The timings of host diapause and epidemic progression mediate host genetic diversity and future epidemic size in Daphnia-parasite populations
Cite this dataset
Auld, Stuart; Bussière, Luc; Brand, June (2023). The timings of host diapause and epidemic progression mediate host genetic diversity and future epidemic size in Daphnia-parasite populations [Dataset]. Dryad. https://doi.org/10.5061/dryad.tdz08kq21
Epidemics commonly exert parasite-mediated selection and cause declines in host population genetic diversity. This could lead to evolution of resistance in the long-term and smaller subsequent epidemics. Alternatively, the loss of genetic diversity could increase host vulnerability to future disease spread and larger future epidemics. Matters are made more complex by the fact that a great many host organisms produce diapausing life stages in response to environmental change (often as a result of sexual reproduction) e.g., plant seeds and invertebrate resting eggs. These diapausing stages can disrupt the relationship between past epidemics, host genetic diversity and future epidemics because they allow host dispersal through time. Specifically, temporally dispersing hosts avoid infection and thus selection from contemporary parasites, and also archive genetic variation for the future. We studied 80 epidemics in 20 semi-natural populations of the temporally dispersing crustacean Daphnia magna and its sterilising bacterial parasite Pasteuria ramosa, and half of these populations experienced a simulated environmental disturbance treatment. We found that early initiation of diapause relative to the timing of the epidemic led to greater host genetic diversity and reduced epidemic size in the subsequent year, but this was unaffected by environmental disturbance.

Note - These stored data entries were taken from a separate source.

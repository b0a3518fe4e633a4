//! Metadata that arrives separately from message content
//!
//! References, ratings, token usage and agent thoughts are attached to an
//! existing message by record id. Events for unknown records are dropped.

use super::Reconciler;
use crate::events::{ChangeKind, RatingEvent, ReferenceEvent};
use crate::procedure;
use crate::types::{AgentThought, TokenStat};

/// Reference kind that is never shown to the user
const HIDDEN_REFERENCE_KIND: i64 = 1;

impl Reconciler {
    pub(super) fn apply_reference(&mut self, event: ReferenceEvent) {
        let Some(index) = self.transcript.find_by_record_id(&event.record_id) else {
            return;
        };

        let references: Vec<_> = event
            .references
            .into_iter()
            .filter(|r| r.kind != Some(HIDDEN_REFERENCE_KIND))
            .collect();
        self.transcript
            .update(index, |message| message.references = Some(references));
        self.finish(ChangeKind::Reference);
    }

    pub(super) fn apply_rating(&mut self, event: RatingEvent) {
        let Some(index) = self.transcript.find_by_record_id(&event.record_id) else {
            return;
        };

        self.transcript.update(index, |message| {
            message.score = Some(event.score);
            message.reasons = event.reasons;
        });
        self.finish(ChangeKind::Feedback);
    }

    /// Token usage is published to observers before any filtering. The first
    /// snapshot for a pending answer gives the placeholder its record id, which
    /// is how the streamed reply later finds it.
    pub(super) fn apply_token_stat(&mut self, stat: TokenStat) {
        self.notifier.token_state_changed(&stat);

        if !self.session.is_current(Some(&stat.session_id)) {
            return;
        }

        let owner = self
            .transcript
            .find_by_record_id(&stat.record_id)
            .filter(|&i| self.transcript.get(i).is_some_and(|m| !m.is_placeholder()));

        let index = match owner.or_else(|| self.transcript.placeholder_index()) {
            Some(index) => index,
            None => return,
        };

        let fallback_text = self.settings.loading_text.clone();
        self.transcript.update(index, |message| {
            if message.is_placeholder() {
                message.record_id = Some(stat.record_id.clone());
                message.loading_text = Some(
                    stat.procedures
                        .iter()
                        .rev()
                        .find_map(|p| p.title.clone())
                        .unwrap_or(fallback_text),
                );
            }
            message.tokens_msg = Some(stat);
        });
        self.finish(ChangeKind::Answer);
    }

    pub(super) fn apply_thought(&mut self, mut thought: AgentThought) {
        if !self.session.is_current(Some(&thought.session_id)) {
            return;
        }
        let Some(index) = self.transcript.find_by_record_id(&thought.record_id) else {
            return;
        };

        procedure::classify_thought(&mut thought);
        self.transcript
            .update(index, |message| message.agent_thought = Some(thought));
        self.finish(ChangeKind::Answer);
    }
}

These data were collected from twenty semi-natural outdoor crustacean-bacteria host-parasite populations over the course of four years (a total of eighty epidemics). The host was Daphnia magna and the parasite was the sterilising bacterium, Pasteuria ramosa. These data comprise of Pasteuria epidemic size, timing of mid epidemic and epidemic scaling constant (rate of infection), total host investment in sexual (diapausing) resting eggs, timing of sex, and sex scaling constant (rate at which hosts invest in sexual reproduction/diapause), expected heterozygosity and fiuture epidemic size for each population. Both epidemic size/host investment in sex and timings of epidemics and host sex were determined using three-parameter logistic models fitted to data from each invividual epidemic. These data have been used in structural equation modelling.